Sans pudeur, Mati Diop met à nu le personnage de Maji. Le portrait dressé n’est ni un hommage ni une critique et nous laisse entendre un être humain dans son entièreté : sa tendresse drôle, mais aussi les aspects les plus sombres de sa personnalité. Ainsi, l’on ne peut que s’offusquer des remarques condescendantes lancées à son aide à domicile, mais y répondent des paroles plus fragiles laissant transparaitre que toute cette aigreur trouve ses origines dans une grande frustration et dans la peur d’être laissée de côté. Ce dernier point finit par laisser place aux sanglots à la suite d’une phrase dont la banalité ouvre sur une réalité pénétrante à la fois évidente et rarement exprimée : « foutez-moi la paix !». Le film nous emmène ainsi du rire aux larmes dans l’espace réduit où se réfugie Mati Diop pour ausculter sa mémoire.

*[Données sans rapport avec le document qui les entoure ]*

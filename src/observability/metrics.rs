//! Metrics collection.
//!
//! # Metrics
//! - `gcron_member_events_total` (counter): member events by `type`
//! - `gcron_user_events_total` (counter): user events received
//! - `gcron_agent_shutdowns_total` (counter): shutdowns by `outcome`

/// Record one member event delivered to the agent.
pub fn record_member_event(event_type: &'static str) {
    ::metrics::counter!("gcron_member_events_total", "type" => event_type).increment(1);
}

/// Record one user event delivered to the agent.
pub fn record_user_event() {
    ::metrics::counter!("gcron_user_events_total").increment(1);
}

/// Record how an agent shutdown ended (`left`, `leave_failed`, `service_stopped`).
pub fn record_shutdown(outcome: &'static str) {
    ::metrics::counter!("gcron_agent_shutdowns_total", "outcome" => outcome).increment(1);
}
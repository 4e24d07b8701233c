//! Events and member descriptors delivered by the membership service.

use std::collections::BTreeMap;
use std::fmt;
use std::net::IpAddr;

/// Status of a cluster member as seen by the local node.
#[derive(Debug, Clone, Copy, PartialEq, Eq)]
pub enum MemberStatus {
    Alive,
    Leaving,
    Left,
    Failed,
}

impl fmt::Display for MemberStatus {
    fn fmt(&self, f: &mut fmt::Formatter<'_>) -> fmt::Result {
        let s = match self {
            MemberStatus::Alive => "alive",
            MemberStatus::Leaving => "leaving",
            MemberStatus::Left => "left",
            MemberStatus::Failed => "failed",
        };
        f.write_str(s)
    }
}

/// A single cluster member.
#[derive(Debug, Clone, PartialEq, Eq)]
pub struct Member {
    pub name: String,
    pub addr: IpAddr,
    pub port: u16,
    pub tags: BTreeMap<String, String>,
    pub status: MemberStatus,
}

/// Kind of change carried by a [`MemberEvent`].
#[derive(Debug, Clone, Copy, PartialEq, Eq, PartialOrd, Ord, Hash)]
pub enum MemberEventType {
    Join,
    Leave,
    Failed,
    Update,
    Reap,
}

impl MemberEventType {
    pub fn as_str(&self) -> &'static str {
        match self {
            MemberEventType::Join => "member-join",
            MemberEventType::Leave => "member-leave",
            MemberEventType::Failed => "member-failed",
            MemberEventType::Update => "member-update",
            MemberEventType::Reap => "member-reap",
        }
    }
}

impl fmt::Display for MemberEventType {
    fn fmt(&self, f: &mut fmt::Formatter<'_>) -> fmt::Result {
        f.write_str(self.as_str())
    }
}

/// One or more members changed status.
#[derive(Debug, Clone, PartialEq, Eq)]
pub struct MemberEvent {
    pub event_type: MemberEventType,
    pub members: Vec<Member>,
}

/// A custom event broadcast by a cluster member.
#[derive(Debug, Clone, PartialEq, Eq)]
pub struct UserEvent {
    /// Lamport time of the event.
    pub ltime: u64,
    pub name: String,
    pub payload: Vec<u8>,
    /// Whether the sender allows this event to be coalesced.
    pub coalesce: bool,
}

/// Anything the membership service delivers on the event channel.
#[derive(Debug, Clone, PartialEq, Eq)]
pub enum Event {
    Member(MemberEvent),
    User(UserEvent),
}

impl fmt::Display for Event {
    fn fmt(&self, f: &mut fmt::Formatter<'_>) -> fmt::Result {
        match self {
            Event::Member(event) => write!(f, "{}", event.event_type),
            Event::User(event) => write!(f, "user-event: {}", event.name),
        }
    }
}

impl From<MemberEvent> for Event {
    fn from(event: MemberEvent) -> Self {
        Event::Member(event)
    }
}

impl From<UserEvent> for Event {
    fn from(event: UserEvent) -> Self {
        Event::User(event)
    }
}

#[cfg(test)]
mod tests {
    use super::*;

    #[test]
    fn test_event_display() {
        let event = Event::from(MemberEvent {
            event_type: MemberEventType::Failed,
            members: Vec::new(),
        });
        assert_eq!(event.to_string(), "member-failed");

        let event = Event::from(UserEvent {
            ltime: 1,
            name: "deploy".into(),
            payload: Vec::new(),
            coalesce: true,
        });
        assert_eq!(event.to_string(), "user-event: deploy");
    }
}
//! Observability subsystem.
//!
//! # Data Flow
//! ```text
//! Agent, event loop, controller produce:
//!     → logging.rs (structured log events, `agent` span)
//!     → metrics.rs (event and shutdown counters)
//!
//! Consumers:
//!     → stdout (fmt layer, filtered by RUST_LOG)
//!     → whatever metrics recorder the embedding process installs
//! ```
//!
//! # Design Decisions
//! - Structured fields instead of formatted strings
//! - Metrics are cheap no-ops until a recorder is installed

pub mod logging;
pub mod metrics;
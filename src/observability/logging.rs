//! Structured logging.
//!
//! # Responsibilities
//! - Initialize the global tracing subscriber once per process
//! - Default to `gcron=debug`, overridable through `RUST_LOG`

use tracing_subscriber::{layer::SubscriberExt, util::SubscriberInitExt, EnvFilter};

/// Default filter when `RUST_LOG` is not set.
pub const DEFAULT_FILTER: &str = "gcron=debug";

/// Install the global subscriber.
///
/// Safe to call more than once; later calls leave the first subscriber in
/// place.
pub fn init() {
    let filter = EnvFilter::try_from_default_env().unwrap_or_else(|_| DEFAULT_FILTER.into());

    let _ = tracing_subscriber::registry()
        .with(filter)
        .with(tracing_subscriber::fmt::layer().with_target(false))
        .try_init();
}
//! OS signal handling.
//!
//! # Responsibilities
//! - Register signal handlers (SIGINT, SIGTERM, SIGHUP, SIGQUIT)
//! - Translate signals to [`Signal`] values on a bounded channel
//!
//! # Design Decisions
//! - Uses Tokio's signal handling (async-safe)
//! - Deciding what a signal means is left to the controller

use std::fmt;

use tokio::sync::mpsc;

/// Buffered signals not yet seen by the controller.
const SIGNAL_BUFFER: usize = 4;

/// A process signal the agent reacts to.
#[derive(Debug, Clone, Copy, PartialEq, Eq)]
pub enum Signal {
    Interrupt,
    Terminate,
    /// Reload request.
    Hangup,
    Quit,
}

impl fmt::Display for Signal {
    fn fmt(&self, f: &mut fmt::Formatter<'_>) -> fmt::Result {
        let name = match self {
            Signal::Interrupt => "interrupt",
            Signal::Terminate => "terminated",
            Signal::Hangup => "hangup",
            Signal::Quit => "quit",
        };
        f.write_str(name)
    }
}

/// Start forwarding process signals to the returned channel.
#[cfg(unix)]
pub fn listen() -> std::io::Result<mpsc::Receiver<Signal>> {
    use tokio::signal::unix::{signal, SignalKind};

    let (tx, rx) = mpsc::channel(SIGNAL_BUFFER);
    let kinds = [
        (SignalKind::interrupt(), Signal::Interrupt),
        (SignalKind::terminate(), Signal::Terminate),
        (SignalKind::hangup(), Signal::Hangup),
        (SignalKind::quit(), Signal::Quit),
    ];

    for (kind, value) in kinds {
        let mut stream = signal(kind)?;
        let tx = tx.clone();
        tokio::spawn(async move {
            while stream.recv().await.is_some() {
                // Like a full OS pending set, extra signals are dropped.
                if let Err(mpsc::error::TrySendError::Closed(_)) = tx.try_send(value) {
                    break;
                }
            }
        });
    }

    Ok(rx)
}

/// Start forwarding process signals to the returned channel.
#[cfg(not(unix))]
pub fn listen() -> std::io::Result<mpsc::Receiver<Signal>> {
    let (tx, rx) = mpsc::channel(SIGNAL_BUFFER);
    tokio::spawn(async move {
        while tokio::signal::ctrl_c().await.is_ok() {
            if let Err(mpsc::error::TrySendError::Closed(_)) = tx.try_send(Signal::Interrupt) {
                break;
            }
        }
    });
    Ok(rx)
}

L’idée du film n’a en fait rien d’original et ne surprend aucunement son spectateur mais, dans le quotidien insignifiant de la réalisatrice, une forme d’identification inévitable se produit. Celle-ci se met à danser seule, chante dans sa cuisine silencieuse, regarde par la fenêtre pour fixer un coucher de soleil qui éclaire d’une lumière rougeâtre les centaines d’appartements où se jouent d’autres confinements, d’autres moments de folie et d’autres deuils. Et c’est en dévoilant cet univers personnel, trop peu présent au cinéma, que Mati Diop soulève avec légèreté certaines questions de fond pour nous dire – à l’image du mail qu’elle envoie à la marque Miu Miu qui commandite le film – que, confronté au vide, il faut trouver d’autres espaces pour continuer même lorsque plus rien ne semble avoir de sens. Si Mati Diop nous offre un court métrage en apparence insignifiant, qui recolle des fragments sans importance et met bout à bout toutes ces images qui ont été les nôtres ces derniers mois, c’est pour proposer à la fois une invitation à passer du temps avec nos proches et une ode à la solitude : la sienne, celle de grand-mère, la nôtre aussi. Alors pendant une vingtaine de minutes, le spectateur se laisse emporter par ce film de rien qui ne saurait se regarder autre part que dans la chaleur de sa chambre.

Le film est visible sur la plateforme MUBI et sur YouTube.